O tema amor é novamente revisitado no recente "Canções de amor", filme dirigido por Christophe Honoré, considerado como um dos mais importantes do cinema francês atual. De fato, seus longas têm um grau considerável de relevância, dada a forma como buscam apresentar as tramas, já que o conteúdo, em si, não é uma grande novidade.
Falar sobre o que muitos já se propuseram a discorrer é uma jogada um tanto arriscada, já que implica uma necessidade de inovação, mínima que seja. É preciso que se traga alguma novidade, alguma contribuição ao gênero. E a cada novo filme sobre o amor, essa responsabilidade aumenta. Ainda assim, Honoré parece não se intimidar, e lança seu olhar sobre o sentimento mais corriqueiro e passível de identificação imdediata entre homens e mulheres.
No caso de "Canções de amor", que é um drama musical sobre as venturas e desencatamentos proporcionados pelo amor, as canções surgiram antes do filme. Elas vieram de um material preexistente, sobre o qual o diretor escreveu o roteiro. O que se vê na tela, a partir dessas músicas, é uma filmagem poética sobre alguns encontros, dois desenlaces e um novo começo, temperados com rodelas de melodrama, e algumas pequenas doses de comédia. Talvez seja um prototípico caso de filme "ame-o ou deixe-o". Não é uma trama que agrade integralmente a todos. Mas unanimidades não podem ser parâmetro para medir a qualidade de um filme. Por isso, esse é digno de grande atenção.
Contar seu enredo também dá a falsa impressão de que é mais uma história dentre tantas outras. Na verdade, é isso mesmo. Mas é uma história muito bem contada, com personagens vividos com grande precisão por seus respectivos intérpretes. Estrelando o longa está Louis Garrel, um dos atores mais requisitados do cinema francês da atualidade. Na pele de Ismaël, ele é o centro de uma relação triádica levada a contento por todas as partes envolvidas. Sim, ele namora duas jovens ao mesmo tempo, essa situação é perfeitamente natural para os três. Aí já começa o discurso sobre a validade de outras formas de amar além das mais convencionais. Mas algo fará com que esse trio não vá à frente. Circunstâncias que escapam à sua vontade, e os arrastam para um fim inexorável.
Desde o começo, as canções que embalam esse delicioso filme se mostram exatamente encaixadas à narrativa, dando todo o sentido às ações dos personagens, embora elas não sejam lá muito coerentes.

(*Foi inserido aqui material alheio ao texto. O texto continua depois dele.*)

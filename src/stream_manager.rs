//! SSE fan-out: sessions, clients, broadcast, and the idle sweeper.
//!
//! A [`StreamSession`] owns the set of subscribed [`StreamClient`]s for
//! one user-and-model conversation. Broadcasting snapshots the client set
//! under a read lock and writes each client's bounded channel without
//! blocking: a full buffer drops the message for that client only,
//! preserving liveness for the rest. The [`StreamManager`] owns the
//! session map and a background sweeper that closes idle clients and
//! sessions.

use crate::channel::unix_ms;
use crate::config::StreamConfig;
use crate::error::{RelayError, Result};
use crate::events::{emit, Event, EventHandler};
use crate::sse::SseFrame;
use crate::stream_handler::SseSink;
use parking_lot::{Mutex, RwLock};
use serde::Serialize;
use serde_json::Value;
use std::collections::HashMap;
use std::sync::atomic::{AtomicBool, AtomicU64, Ordering};
use std::sync::Arc;
use tokio::sync::mpsc;
use tokio::task::JoinHandle;
use tokio_util::sync::CancellationToken;
use uuid::Uuid;

/// One message traveling through the fan-out.
#[derive(Debug, Clone, Serialize)]
pub struct StreamMessage {
    /// Unique message id (also the SSE `id:` line).
    pub message_id: String,
    /// Owning session.
    pub session_id: String,
    /// Payload text (a model delta or a full event payload).
    pub content: String,
    /// Whether this is the final message of the stream.
    pub done: bool,
    /// Unix-ms creation timestamp.
    pub timestamp: u64,
    /// Error text, for failure notifications.
    #[serde(skip_serializing_if = "Option::is_none")]
    pub error: Option<String>,
    /// Free-form extras.
    #[serde(skip_serializing_if = "Option::is_none")]
    pub metadata: Option<Value>,
}
//! Approximate token counting for streamed completions.
//!
//! The relay meters quota without shipping a full tokenizer per model:
//! ASCII text averages about four characters per token, wide scripts
//! (CJK and similar) about one token per character. The estimate is
//! deterministic and stable across chunk boundaries because the counter
//! accumulates character classes, not per-chunk estimates.

/// Final token counts for one stream.
#[derive(Debug, Clone, Copy, PartialEq, Eq)]
pub struct TokenUsage {
    /// Estimated tokens in the prompt.
    pub prompt_tokens: u64,
    /// Estimated tokens in the streamed completion.
    pub completion_tokens: u64,
    /// Sum of prompt and completion.
    pub total_tokens: u64,
}

/// Estimate the token count of `text`.
///
/// # Example
///
/// ```
/// use llm_relay::tokens::estimate_tokens;
///
/// assert_eq!(estimate_tokens(""), 0);
/// assert_eq!(estimate_tokens("abcd"), 1);
/// ```
pub fn estimate_tokens(text: &str) -> u64 {
    let mut ascii = 0u64;
    let mut wide = 0u64;
    for c in text.chars() {
        if c.is_ascii() {
            ascii += 1;
        } else {
            wide += 1;
        }
    }
    ascii.div_ceil(4) + wide
}

/// Incremental token counter for one stream.
///
/// Construct with the model name and prompt text, feed each delta as it
/// arrives, and call [`finalize`](Self::finalize) when the stream ends.
#[derive(Debug)]
pub struct StreamTokenCounter {
    model: String,
    prompt_tokens: u64,
    ascii_chars: u64,
    wide_chars: u64,
}

impl StreamTokenCounter {
    /// A counter with the prompt already estimated.
    pub fn new(model: impl Into<String>, prompt: &str) -> Self {
        Self {
            model: model.into(),
            prompt_tokens: estimate_tokens(prompt),
            ascii_chars: 0,
            wide_chars: 0,
        }
    }

    /// The model this counter serves.
    pub fn model(&self) -> &str {
        &self.model
    }

    /// Accumulate one streamed delta.
    pub fn feed(&mut self, delta: &str) {
        for c in delta.chars() {
            if c.is_ascii() {
                self.ascii_chars += 1;
            } else {
                self.wide_chars += 1;
            }
        }
    }

    /// Discard accumulated completion text (stream restart on retry).
    pub fn reset(&mut self) {
        self.ascii_chars = 0;
        self.wide_chars = 0;
    }

    /// Completion tokens accumulated so far.
    pub fn completion_tokens(&self) -> u64 {
        self.ascii_chars.div_ceil(4) + self.wide_chars
    }

    /// Produce the final counts.
    pub fn finalize(&self) -> TokenUsage {
        let completion_tokens = self.completion_tokens();
        TokenUsage {
            prompt_tokens: self.prompt_tokens,
            completion_tokens,
            total_tokens: self.prompt_tokens + completion_tokens,
        }
    }
}

#[cfg(test)]
mod tests {
    use super::*;

    #[test]
    fn test_estimate_empty() {
        assert_eq!(estimate_tokens(""), 0);
    }

    #[test]
    fn test_estimate_ascii_rounds_up() {
        assert_eq!(estimate_tokens("abc"), 1);
        assert_eq!(estimate_tokens("abcd"), 1);
        assert_eq!(estimate_tokens("abcde"), 2);
        assert_eq!(estimate_tokens("hello world, how are you"), 6);
    }

    #[test]
    fn test_estimate_wide_chars_count_individually() {
        assert_eq!(estimate_tokens("你好"), 2);
        // Four ASCII + two CJK.
        assert_eq!(estimate_tokens("test你好"), 3);
    }

    #[test]
    fn test_counter_stable_across_chunk_boundaries() {
        let text = "The quick brown fox jumps over the lazy dog";

        let mut whole = StreamTokenCounter::new("gpt-4o", "");
        whole.feed(text);

        let mut chunked = StreamTokenCounter::new("gpt-4o", "");
        for chunk in text.as_bytes().chunks(3) {
            chunked.feed(std::str::from_utf8(chunk).expect("ascii chunks"));
        }

        assert_eq!(whole.finalize(), chunked.finalize());
    }

    #[test]
    fn test_finalize_totals() {
        let mut counter = StreamTokenCounter::new("gpt-4o", "12345678");
        counter.feed("abcd");

        let usage = counter.finalize();
        assert_eq!(usage.prompt_tokens, 2);
        assert_eq!(usage.completion_tokens, 1);
        assert_eq!(usage.total_tokens, 3);
    }

    #[test]
    fn test_reset_clears_completion_only() {
        let mut counter = StreamTokenCounter::new("gpt-4o", "12345678");
        counter.feed("some partial output");
        assert!(counter.completion_tokens() > 0);

        counter.reset();
        assert_eq!(counter.completion_tokens(), 0);
        assert_eq!(counter.finalize().prompt_tokens, 2);
    }
}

Mas quem se guia pela coerência diante do amor? Quando scometidos por esse sentimento, sabe-se bem, somos capazes de flertar com a mais completa ausência de lógica, movidos por um sentimento potencialmente bestificador. e
Nas tentativas mal-ajambradas do trio central de encontrar a felicidade plena por meio do amor, essa tese parece ser corroborada. Na primeira meia hora, o espectador já tem vontade de cantarolar as estrofes de "Des bonnes raisons pour te aimer", uma música sobre o comportamento evasivo dos amantes, e que se propõe a tratar, de maneira racional (será possível?) dos motivos que levam o amor por alguém a nascer em uma pessoa. É um assunto que se presta às mais variadas teorias, mesmo as que não vão chegar a lugar algum. Afinal, esse é um dos mistérios da vida. E, enquanto não se encontra a resposta definitiva para essa questão pertinente, parece bastante interessante ir buuscando por diversos meios, assim como Honoré faz. Sua pescrutação, no entanto, não é inteiramente nova. O cineasta trava um diálogo, ainda que involuntário, com o Shakespeare de "Sonho de uma noite de verão", que narra uma ciranda de encontros e desencontros amorosos para falar da instabilidade e da finitude do amor. A cada momento, o que se sente por alguém pode se transformar, e essa mutabilidade permanente é sempre fonte geradora de conflitos e dissabores.
À diferença de Shakespeare, porém, Honoré parece um pouco mais pessimista, quando, antes da metade do filme, mata um dos personagens, levando a um rearranjo na relação que Ismaël mantinha. "Canções de amor" passa a versar sobre os novos rumos tomados pelo protagonista em sua jornada à procura da pessoa amada. E, a partir do encontro que o personagem tem, a tese sobre a multiplicidade de facetas do amor se reforça. No fundo, o longa pode até ser definido como mais do mesmo. Não é uma tese totalmente refutável, mas também não constitui um demérito. Pode apenas ser um discurso com o qual se concorda ou ao qual se tem oposição. Subjetividades, como tudo o que se refere ao apreço e ao desdém no universo amplo da arte.